Beautiful! I'm curious about the threads too.


----------



## tcleve4911 (Dec 16, 2006)

Thanks for showing off, John.......:yes:


----------



## john lucas (Sep 18, 2007)

I've been playing with threading for quite a few years now and even make my own thread chasers. 
For this project I used the Baxter threader from www.bestwoodtools.com. It's almost fool proof and will cut threads in very soft woods. You can't do that with hand chased threads. You can't cut threads on a spindle with this system because the cutter goes in from the end so what ever you thread has to be held in a chuck or faceplate. It's an expensive machine but lets you cut threads in soft woods so it opens up a lot of possibilities.
Hand chasing is fun. The tools are expensive if you buy them, about $80 or so. I wrote an article for Woodturning Design on making thread chasing tools. Joe Hermann would probably sell you a back issue if he has any. Hand chasing is not hard to learn but does have a learning curve. I learned chasing threads on PVC pipe. The downside of hand chasing is the wood has to be very hard. Blackwood, Osage Orange, Cocobolo, and boxwood all work well. Hard maple works fairly well, other maples not so good. 
I have also had good luck pouring epoxy into a groove and then turning away the wood and cutting the threads in the epoxy. That sort of gets around using woods that are too soft. 
I also have some of the wood cutting taps and dies. They don't cut very clean threads.


----------



## robbiethewood (Jan 15, 2012)

that's a real Bute i like the spear on the top elegant
:thumbsup:
thanks for sharing


----------



## Cliff (Feb 5, 2012)

you do realize - - - don't you - - - that almost nobody knows the trick to chase threads like that on the wood lathe.

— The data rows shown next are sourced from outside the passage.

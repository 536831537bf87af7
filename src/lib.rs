//! Secure password fields and sensitive-value redaction for persisted records.
//!
//! This crate provides:
//! - **Credential fields**: plaintext is hashed with salted Argon2id on
//!   assignment and only the self-describing digest is meant to be stored
//! - **Explicit cost policy**: hash cost is configuration passed in at
//!   construction, with a minimum-cost mode for tests
//! - **Redaction**: sensitive fields are removed from generic serialization
//!   and inspection, and filtered from SQL bind logging
//!
//! # Core Types
//!
//! - [`CredentialField`]: set / confirm / validate / verify one password attribute
//! - [`SecurePassword`]: record-level `authenticate` over the fields a type holds
//! - [`HashingPolicy`]: Argon2id cost configuration
//! - [`Redactor`]: applies a [`RedactionConfig`] at serialization, inspection and logging
//! - [`QueryLog`]: SQL log lines built through the [`RenderBind`] hook
//! - [`Secret<T>`] and [`Digest`]: wrappers that always print `[FILTERED]`
//!
//! # Examples
//!
//! ```
//! use secure_fields::{Bind, BoundParameter, CredentialField, HashingPolicy, Redactor};
//!
//! let mut password = CredentialField::new("password", HashingPolicy::minimum().unwrap());
//! password.set_plaintext(Some("mUc3m00RsqyRe")).unwrap();
//!
//! assert!(password.verify("mUc3m00RsqyRe").unwrap());
//! assert!(format!("{:?}", password).contains("[FILTERED]"));
//!
//! let bind: Bind = BoundParameter::text(
//!     password.digest_column(),
//!     password.digest().unwrap().expose_digest(),
//! )
//! .into();
//! assert_eq!(Redactor::default().redact_for_logging(&bind).value, "[FILTERED]");
//! ```

#![forbid(unsafe_code)]
#![warn(missing_docs)]

mod bind;
mod credential;
mod digest;
mod error;
mod logging;
mod policy;
mod record;
mod redact;
mod secret;
mod validation;

pub use bind::{Bind, BoundParameter, ParamType, ParamValue, RenderBind, RenderedBind};
pub use credential::CredentialField;
pub use digest::Digest;
pub use error::Error;
pub use logging::QueryLog;
pub use policy::{Cost, HashingPolicy};
pub use record::{SecurePassword, DEFAULT_ATTRIBUTE};
pub use redact::{
    redact_for_serialization, Inspect, RedactionConfig, Redactor, DEFAULT_FILTERED_COLUMN,
    FILTERED,
};
pub use secret::Secret;
pub use validation::{FieldError, ValidationErrorKind, ValidationErrors};
use std::fmt;

use crate::redact::FILTERED;

/// A wrapper that keeps transient plaintext out of formatted output.
///
/// `Secret<T>` holds values such as a freshly assigned password or its
/// confirmation for the short window between assignment and persistence.
/// The wrapped value can only be reached through the explicit
/// [`expose_secret`](Self::expose_secret) method.
///
/// # Security Properties
///
/// - Does NOT implement `Deref`, `AsRef`, `Borrow`, `Clone`, or `Copy`
/// - Debug and Display output is always `[FILTERED]`
/// - No type information is leaked in formatted output
///
/// # Examples
///
/// ```
/// use secure_fields::Secret;
///
/// let password = Secret::new("mUc3m00RsqyRe".to_string());
///
/// assert_eq!(format!("{:?}", password), "[FILTERED]");
/// assert_eq!(format!("{}", password), "[FILTERED]");
/// assert_eq!(password.expose_secret(), "mUc3m00RsqyRe");
/// ```
// BREAKING CHANGE WARNING: Do NOT add Clone, Copy, or Default derives.
// These would let plaintext be duplicated outside the owning field.
pub struct Secret<T> {
    // BREAKING CHANGE WARNING: This field MUST remain private (CWE-532).
    inner: T,
}

impl<T> Secret<T> {
    /// Wraps a sensitive value in a `Secret`.
    pub fn new(value: T) -> Self {
        Self { inner: value }
    }

    /// Explicitly exposes the secret value.
    ///
    /// # Security Warning
    ///
    /// The name is deliberately loud. Never pass the result to a logger or
    /// a serializer.
    pub fn expose_secret(&self) -> &T {
        &self.inner
    }
}

// BREAKING CHANGE WARNING: Do NOT implement Deref, AsRef, Borrow, or a
// value-revealing Debug/Display. expose_secret() is the only way in.

impl<T> fmt::Debug for Secret<T> {
    fn fmt(&self, f: &mut fmt::Formatter<'_>) -> fmt::Result {
        f.write_str(FILTERED)
    }
}

impl<T> fmt::Display for Secret<T> {
    fn fmt(&self, f: &mut fmt::Formatter<'_>) -> fmt::Result {
        f.write_str(FILTERED)
    }
}

#[cfg(test)]
mod tests {
    use super::*;

    #[test]
    fn secret_filters_debug() {
        let password = Secret::new("hunter2".to_string());
        let debug_output = format!("{:?}", password);

        assert_eq!(debug_output, "[FILTERED]");
        assert!(!debug_output.contains("hunter2"));
        assert!(!debug_output.contains("String")); // No type leak
    }

    #[test]
    fn secret_filters_display() {
        let confirmation = Secret::new("hunter2");
        let display_output = format!("{}", confirmation);

        assert_eq!(display_output, "[FILTERED]");
    }

    #[test]
    fn secret_exposes_when_explicit() {
        let secret = Secret::new("42password".to_string());
        assert_eq!(secret.expose_secret(), "42password");
    }

    #[test]
    fn secret_inside_option_stays_filtered() {
        let maybe = Some(Secret::new("hunter2".to_string()));
        assert_eq!(format!("{:?}", maybe), "Some([FILTERED])");
    }
}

I've tried. Come close a couple times, but never stuck with it. 

Nice turning


----------



## cabomhn (Jan 14, 2012)

Very original. I had no idea you can make threads on a lathe, that's so cool! Nice piece.

- Matt


----------



## Drex (Jan 11, 2012)

That is really nice!! I used to play the clarinet!! Is that tool like the one in Raffan's book on turning boxes?

One good turn deserves another!


----------



## NCPaladin (Aug 7, 2010)

That is Outstanding.
If I ever tried colors like that...:no: well I know my limits.
I hope my Jeannie doesn't see that or she will think that I should try to make one.


----------



## Hwood (Oct 21, 2011)

Threads.....wow


----------



## wildwood (Jan 25, 2011)

I come every day and look at this Jeanie Bottle. Just one of those turned items that grabs me and leaves me at loss for words. All can say is WOW, John you hit it out the park with this piece. Thanks for sharing.


----------



## robert421960 (Dec 9, 2010)

John your work is just amazing:thumbsup:
keep sharing them


----------



## firehawkmph (Apr 26, 2008)

Very cool piece John.
But it looks like you let the genie out already. :laughing:
Mike Hawkins


----------



## Bart Leetch (Jan 28, 2012)

Lookin good John. But shouldn't it look more like this?


http://natcarling.com/wp-content/uploads/2010/08/jeannie_bottle.jpg

If you make one & find Barbara Eden in it Please let us know.


----------



## john lucas (Sep 18, 2007)

Next week Bart. I am working on an improved version of this one. I'll have it done by Sunday night but may not have time to photograph it until Wednesday.


----------